Gildas Bazin gbazin at netcourrier.com
Sat Feb 23 11:13:43 CET 2002


On Friday 22 February 2002 21:55, Christophe Massiot wrote:
> Dear friends,
> 
> Maybe we should consider discussing our (non-existant) roadmap. The 
> first issue we have to tackle is the version numbering. I don't think 
> next version should be 0.2.93, since there has been major 
> improvements since 0.2.92. We can then consider several choices, such 
> as 0.2.95, 0.2.99, 0.9, which depend on what we want to do next.
> 
> A big question is : when the hell are we releasing 1.0 ? VLC has been 
> out there for long now, and I don't think it still deserves a < 0.3 
> number. I'd say the major feature we lack to get an excellent media 
> player is DVD menus (plus many bug fixes, of course). As a 
> consequence, I think we should jump to 1.0 when we have DVD menus.
> 

I agree with this, 1.0 for a version supporting full DVD menus sounds nice. 
But it's likely it won't happen before some time though.

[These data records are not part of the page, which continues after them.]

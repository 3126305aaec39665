//! Publication atomicity tests.
//!
//! The sidecar commit is the publication point: a locator either has
//! ciphertext on both backends plus a sidecar, or it does not exist.
//! Chaotic backends inject failures at chosen steps of the store
//! pipeline and the tests check that nothing half-written stays behind
//! or becomes visible.

use bytes::Bytes;
use casevault_crypto::VaultKey;
use casevault_store::{
    AccessGate, Backend, ChaosBackend, EncryptionMetadata, EvidenceSource, EvidenceStore,
    MemoryBackend, Role, VaultError,
};

fn key() -> VaultKey {
    VaultKey::from_bytes([0x42; 32])
}

/// Commit an object directly, bypassing the store pipeline.
async fn commit_blob(backend: &MemoryBackend, name: &str, bytes: &[u8]) {
    let mut writer = backend.create(name).await.unwrap();
    writer.write_chunk(Bytes::from(bytes.to_vec())).await.unwrap();
    writer.commit().await.unwrap();
}

#[tokio::test]
async fn test_sidecar_failure_unwinds_both_backends() {
    let primary = ChaosBackend::new(MemoryBackend::new(), 1.0).fail_matching(".meta.json");
    let backup = MemoryBackend::new();
    let vault =
        EvidenceStore::new(primary.clone(), backup.clone(), key(), AccessGate::default());

    let err = vault
        .store(EvidenceSource::from_bytes(&b"will not survive"[..]), "doc.txt")
        .await
        .unwrap_err();
    assert!(matches!(err, VaultError::Storage(_)), "got {err:?}");

    // The ciphertext had already landed on both backends; the failed
    // publication must have scrubbed it back out.
    assert_eq!(primary.inner().object_count(), 0);
    assert_eq!(backup.object_count(), 0);
    assert!(vault.list().await.unwrap().is_empty());
}

#[tokio::test]
async fn test_backup_failure_unwinds_primary() {
    let primary = MemoryBackend::new();
    let backup = ChaosBackend::new(MemoryBackend::new(), 1.0);
    let vault =
        EvidenceStore::new(primary.clone(), backup.clone(), key(), AccessGate::default());

    let err = vault
        .store(EvidenceSource::from_bytes(&b"replica or nothing"[..]), "doc.txt")
        .await
        .unwrap_err();
    assert!(matches!(err, VaultError::Storage(_)), "got {err:?}");

    assert_eq!(primary.object_count(), 0, "committed primary ciphertext must be scrubbed");
    assert_eq!(backup.inner().object_count(), 0);
    assert!(vault.list().await.unwrap().is_empty());
}

#[tokio::test]
async fn test_primary_failure_never_reaches_backup() {
    let primary = ChaosBackend::new(MemoryBackend::new(), 1.0).fail_matching(".enc");
    let backup = ChaosBackend::new(MemoryBackend::new(), 0.0);
    let vault =
        EvidenceStore::new(primary.clone(), backup.clone(), key(), AccessGate::default());

    let err = vault
        .store(EvidenceSource::from_bytes(&b"never staged"[..]), "doc.txt")
        .await
        .unwrap_err();
    assert!(matches!(err, VaultError::Storage(_)), "got {err:?}");

    assert_eq!(backup.operation_count(), 0, "replication must not start");
    assert_eq!(primary.inner().object_count(), 0);
}

#[tokio::test]
async fn test_blob_without_sidecar_is_invisible() {
    let primary = MemoryBackend::new();
    let vault =
        EvidenceStore::new(primary.clone(), MemoryBackend::new(), key(), AccessGate::default());

    let receipt =
        vault.store(EvidenceSource::from_bytes(&b"published"[..]), "real.txt").await.unwrap();
    commit_blob(&primary, "999-orphan.enc", b"ciphertext with no record").await;

    let listed = vault.list().await.unwrap();
    assert_eq!(listed, vec![receipt.locator]);

    let err =
        vault.retrieve("/evidence/999-orphan.enc", &[Role::Responder]).await.unwrap_err();
    assert!(matches!(err, VaultError::MetadataMissing { .. }), "got {err:?}");
}

#[tokio::test]
async fn test_sidecar_without_blob_reports_missing_ciphertext() {
    let primary = MemoryBackend::new();
    let vault =
        EvidenceStore::new(primary.clone(), MemoryBackend::new(), key(), AccessGate::default());

    let record = EncryptionMetadata { nonce: "ab".repeat(19), auth_tag: "cd".repeat(16) };
    commit_blob(&primary, "999-orphan.meta.json", &record.to_json().unwrap()).await;

    assert!(vault.list().await.unwrap().is_empty());

    let err =
        vault.retrieve("/evidence/999-orphan.enc", &[Role::Responder]).await.unwrap_err();
    assert!(matches!(err, VaultError::CiphertextMissing { .. }), "got {err:?}");
}

#[tokio::test]
async fn test_failed_store_does_not_disturb_published_evidence() {
    let chaos = ChaosBackend::new(MemoryBackend::new(), 0.0);
    let vault = EvidenceStore::new(
        chaos.clone(),
        MemoryBackend::new(),
        key(),
        AccessGate::default(),
    );

    let receipt =
        vault.store(EvidenceSource::from_bytes(&b"keep me"[..]), "keep.txt").await.unwrap();

    // Reconfigure the same objects to reject sidecar writes, then fail a
    // second store.
    let failing = ChaosBackend::new(chaos.inner().clone(), 1.0).fail_matching(".meta.json");
    let flaky_vault =
        EvidenceStore::new(failing, MemoryBackend::new(), key(), AccessGate::default());
    flaky_vault
        .store(EvidenceSource::from_bytes(&b"lost"[..]), "lost.txt")
        .await
        .unwrap_err();

    // The earlier evidence is intact and still the only one listed.
    assert_eq!(vault.list().await.unwrap(), vec![receipt.locator.clone()]);
    let mut reader = vault.retrieve(&receipt.locator.to_string(), &[Role::Responder]).await.unwrap();
    assert_eq!(reader.read_all().await.unwrap(), b"keep me");
}
//! Evidence locators and object naming.
//!
//! A locator is the public handle for one stored evidence file:
//!
//! ```text
//! /evidence/<millis>-<rand8><ext>.enc
//!           └──────── base ───────┘
//! ```
//!
//! The base is allocated at store time from the wall clock, 4 bytes of OS
//! randomness, and the sanitized extension of the submitted filename. The
//! locator maps 1:1 to backend object names: `<base>.enc` for ciphertext
//! and `<base>.meta.json` for the sidecar record, never discovered by
//! scanning.

use std::{fmt, path::Path, str::FromStr, time::SystemTime};

use crate::error::{StorageError, VaultError};

/// URL-style prefix all locators carry.
pub const LOCATOR_PREFIX: &str = "/evidence/";

/// Suffix of ciphertext object names.
pub const CIPHERTEXT_SUFFIX: &str = ".enc";

/// Suffix of sidecar metadata object names.
pub const METADATA_SUFFIX: &str = ".meta.json";

/// Longest accepted base name.
const MAX_BASE_LEN: usize = 200;

/// Longest sanitized extension, dot excluded.
const MAX_EXT_LEN: usize = 16;

/// Public handle for one stored evidence file.
#[derive(Debug, Clone, PartialEq, Eq, PartialOrd, Ord, Hash)]
pub struct Locator {
    base: String,
}

impl Locator {
    /// Build a locator from a validated base name.
    pub(crate) fn from_base(base: &str) -> Result<Self, VaultError> {
        if base.is_empty() {
            return Err(invalid("empty name"));
        }
        if base.len() > MAX_BASE_LEN {
            return Err(invalid("name too long"));
        }
        // A trailing dot would turn into ".." once a suffix is appended.
        if base.starts_with('.') || base.ends_with('.') || base.contains("..") {
            return Err(invalid("dot segments are not allowed"));
        }
        if !base.chars().all(|c| {
            c.is_ascii_lowercase() || c.is_ascii_digit() || c == '-' || c == '.'
        }) {
            return Err(invalid("name contains characters outside [a-z0-9.-]"));
        }

        Ok(Self { base: base.to_string() })
    }

    /// Backend object name of the ciphertext blob.
    pub fn object_name(&self) -> String {
        format!("{}{CIPHERTEXT_SUFFIX}", self.base)
    }

    /// Backend object name of the sidecar metadata record.
    pub fn metadata_name(&self) -> String {
        format!("{}{METADATA_SUFFIX}", self.base)
    }

    /// Filename to offer when the decrypted evidence is handed out.
    ///
    /// The base with no `.enc` suffix, as the original upload tree would
    /// have named it.
    pub fn download_name(&self) -> &str {
        &self.base
    }
}

impl fmt::Display for Locator {
    fn fmt(&self, f: &mut fmt::Formatter<'_>) -> fmt::Result {
        write!(f, "{LOCATOR_PREFIX}{}{CIPHERTEXT_SUFFIX}", self.base)
    }
}

impl FromStr for Locator {
    type Err = VaultError;

    fn from_str(s: &str) -> Result<Self, Self::Err> {
        let Some(rest) = s.strip_prefix(LOCATOR_PREFIX) else {
            return Err(invalid("missing /evidence/ prefix"));
        };
        let Some(base) = rest.strip_suffix(CIPHERTEXT_SUFFIX) else {
            return Err(invalid("missing .enc suffix"));
        };
        Self::from_base(base)
    }
}

fn invalid(reason: &str) -> VaultError {
    VaultError::Validation { reason: reason.to_string() }
}

/// Allocate a fresh base name: `<millis>-<rand8><ext>`.
///
/// Uniqueness rests on the random suffix; callers additionally check the
/// name against existing blobs before using it.
pub(crate) fn generate_base(extension: &str) -> Result<String, StorageError> {
    // A pre-epoch clock still yields a usable name; uniqueness comes from
    // the random suffix.
    let millis = SystemTime::now()
        .duration_since(SystemTime::UNIX_EPOCH)
        .unwrap_or_default()
        .as_millis();

    let mut random = [0u8; 4];
    getrandom::fill(&mut random).map_err(|e| StorageError::Io(e.to_string()))?;

    Ok(format!("{millis}-{}{extension}", hex::encode(random)))
}

/// Sanitized extension of a submitted filename, leading dot included.
///
/// Lowercase ASCII alphanumerics only, capped at [`MAX_EXT_LEN`] chars;
/// anything else is dropped. Returns the empty string when nothing usable
/// remains.
pub(crate) fn sanitize_extension(submitted_name: &str) -> String {
    let Some(ext) = Path::new(submitted_name).extension().and_then(|e| e.to_str()) else {
        return String::new();
    };

    let cleaned: String = ext
        .chars()
        .filter(char::is_ascii_alphanumeric)
        .map(|c| c.to_ascii_lowercase())
        .take(MAX_EXT_LEN)
        .collect();

    if cleaned.is_empty() { String::new() } else { format!(".{cleaned}") }
}

#[cfg(test)]
mod tests {
    use super::*;

    #[test]
    fn parse_and_display_roundtrip() {
        let locator: Locator = "/evidence/1724300000000-ab12cd34.jpg.enc".parse().unwrap();
        assert_eq!(locator.to_string(), "/evidence/1724300000000-ab12cd34.jpg.enc");
        assert_eq!(locator.object_name(), "1724300000000-ab12cd34.jpg.enc");
        assert_eq!(locator.metadata_name(), "1724300000000-ab12cd34.jpg.meta.json");
        assert_eq!(locator.download_name(), "1724300000000-ab12cd34.jpg");
    }

    #[test]
    fn parse_rejects_missing_prefix() {
        assert!("1724-ab.enc".parse::<Locator>().is_err());
        assert!("/uploads/1724-ab.enc".parse::<Locator>().is_err());
    }

    #[test]
    fn parse_rejects_missing_suffix() {
        assert!("/evidence/1724-ab.jpg".parse::<Locator>().is_err());
    }

    #[test]
    fn parse_rejects_traversal() {
        assert!("/evidence/../../etc/passwd.enc".parse::<Locator>().is_err());
        assert!("/evidence/a..b.enc".parse::<Locator>().is_err());
        assert!("/evidence/.hidden.enc".parse::<Locator>().is_err());
        // "x." would become "x..enc" as an object name
        assert!("/evidence/x..enc".parse::<Locator>().is_err());
    }

    #[test]
    fn parse_rejects_foreign_characters() {
        assert!("/evidence/UPPER.enc".parse::<Locator>().is_err());
        assert!("/evidence/with space.enc".parse::<Locator>().is_err());
        assert!("/evidence/sub/dir.enc".parse::<Locator>().is_err());
        assert!("/evidence/.enc".parse::<Locator>().is_err());
    }

    #[test]
    fn generated_base_parses_back() {
        let base = generate_base(".jpg").unwrap();
        let locator = Locator::from_base(&base).unwrap();
        assert!(locator.object_name().ends_with(".jpg.enc"));

        let (millis, rest) = base.split_once('-').unwrap();
        assert!(millis.chars().all(|c| c.is_ascii_digit()));
        assert_eq!(&rest[8..], ".jpg");
        assert!(rest[..8].chars().all(|c| c.is_ascii_hexdigit()));
    }

    #[test]
    fn generated_bases_differ() {
        let a = generate_base("").unwrap();
        let b = generate_base("").unwrap();
        assert_ne!(a, b);
    }

    #[test]
    fn extension_sanitizing() {
        assert_eq!(sanitize_extension("photo.jpg"), ".jpg");
        assert_eq!(sanitize_extension("REPORT.PDF"), ".pdf");
        assert_eq!(sanitize_extension("archive.tar.gz"), ".gz");
        assert_eq!(sanitize_extension("no_extension"), "");
        assert_eq!(sanitize_extension(""), "");
        assert_eq!(sanitize_extension("weird.j<p>g"), ".jpg");
        assert_eq!(sanitize_extension("noise.!!!"), "");
        assert_eq!(sanitize_extension("x.aaaaaaaaaaaaaaaaaaaaaaaaaa"), ".aaaaaaaaaaaaaaaa");
    }
}
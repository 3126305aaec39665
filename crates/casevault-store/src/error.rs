//! Vault error types.
//!
//! Two layers of errors, mirroring the two layers of the crate:
//! - [`StorageError`]: raw backend failures (missing blobs, I/O)
//! - [`VaultError`]: the public taxonomy callers match on
//!
//! A failed plaintext cleanup after a successful store is deliberately not
//! an error: it is reported as a [`CleanupWarning`] on the receipt so the
//! stored evidence is not lost to a leftover temp file.

use std::path::PathBuf;

use casevault_crypto::KeyError;
use thiserror::Error;

use crate::locator::Locator;

/// Errors from a storage backend.
#[derive(Error, Debug, Clone, PartialEq, Eq)]
pub enum StorageError {
    /// The named blob does not exist.
    #[error("blob not found: {name}")]
    NotFound {
        /// Object name that was requested.
        name: String,
    },

    /// A blob with this name already exists (or is being staged).
    #[error("blob already exists: {name}")]
    AlreadyExists {
        /// Object name that collided.
        name: String,
    },

    /// I/O error (filesystem, injected fault, etc.).
    #[error("I/O error: {0}")]
    Io(String),
}

impl From<std::io::Error> for StorageError {
    fn from(err: std::io::Error) -> Self {
        StorageError::Io(err.to_string())
    }
}

/// Errors decoding a sidecar metadata record.
#[derive(Error, Debug, Clone, PartialEq, Eq)]
pub enum MetadataError {
    /// The record was not parseable JSON of the expected shape.
    #[error("malformed metadata record: {0}")]
    MalformedRecord(String),

    /// A field decoded to the wrong length or was not hex.
    #[error("metadata field `{field}` is not valid hex of the expected length")]
    BadField {
        /// Name of the offending field.
        field: &'static str,
    },
}

/// Errors surfaced by vault operations.
///
/// The two not-found conditions are distinct on purpose: a locator whose
/// sidecar is gone reads differently in an audit than one whose ciphertext
/// blob is gone.
#[derive(Error, Debug, Clone, PartialEq, Eq)]
pub enum VaultError {
    /// Malformed caller input (locator syntax, oversized stream).
    #[error("invalid evidence reference: {reason}")]
    Validation {
        /// What was wrong with the input.
        reason: String,
    },

    /// The caller's roles do not permit decryption.
    ///
    /// Raised before any storage access is attempted.
    #[error("decryption denied for roles [{roles}]")]
    Authorization {
        /// Comma-separated roles the caller presented.
        roles: String,
    },

    /// No sidecar metadata record exists for this locator.
    #[error("no metadata recorded for {locator}")]
    MetadataMissing {
        /// Locator that was requested.
        locator: Locator,
    },

    /// No ciphertext blob exists for this locator.
    #[error("no ciphertext stored for {locator}")]
    CiphertextMissing {
        /// Locator that was requested.
        locator: Locator,
    },

    /// The ciphertext or its sidecar failed verification.
    ///
    /// Zero plaintext bytes have been released when this is returned.
    #[error("integrity verification failed for {locator}: {detail}")]
    Integrity {
        /// Locator that failed verification.
        locator: Locator,
        /// Which check failed.
        detail: String,
    },

    /// The backup copy is absent or not byte-identical to the primary.
    ///
    /// Only raised by the audit operation; retrieval never reads the
    /// backup.
    #[error("backup copy of {locator} is missing or diverges from primary")]
    BackupDiverged {
        /// Locator whose backup diverged.
        locator: Locator,
    },

    /// Key material could not be loaded or parsed.
    #[error("key error: {0}")]
    Key(#[from] KeyError),

    /// A storage backend operation failed.
    #[error("storage error: {0}")]
    Storage(#[from] StorageError),
}

/// Non-fatal warning: the plaintext source survived a successful store.
///
/// Carried on [`StoredEvidence`](crate::store::StoredEvidence) instead of
/// failing the operation; the evidence itself is sealed and safe.
#[derive(Error, Debug, Clone, PartialEq, Eq)]
#[error("could not remove plaintext source {}: {reason}", path.display())]
pub struct CleanupWarning {
    /// Path of the plaintext file that could not be removed.
    pub path: PathBuf,
    /// Why removal failed.
    pub reason: String,
}

/// Error parsing a role name.
#[derive(Error, Debug, Clone, PartialEq, Eq)]
#[error("unknown role: {0}")]
pub struct UnknownRole(pub String);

> What do we do before then ? We can say that current CVS is almost-0.3 
> release, and call the next version 0.2.99 or 0.2.95, in prevision of 
> an early 0.3 release. We can say that current CVS will soon lead to 
> 1.0 and start 0.9.x preleases. What do you think ?
> 

I would be in favor of starting a long 0.9.x serie but starting with the 
coming release because as you just said a lot of improvements have gone (or 
shortly will) into vlc since the last one. So what should we call the coming 
prereleases... 0.9.0-pre?
(As a side note, I always found the current numbering scheme quite confusing)

> Another problem is that for the moment, no one is willing to work on 
> DVD menus :-(. And don't ask me, I do not even have a DVD drive :-).
> 

Not a problem, I can send you vob and ifo files if you want ;-)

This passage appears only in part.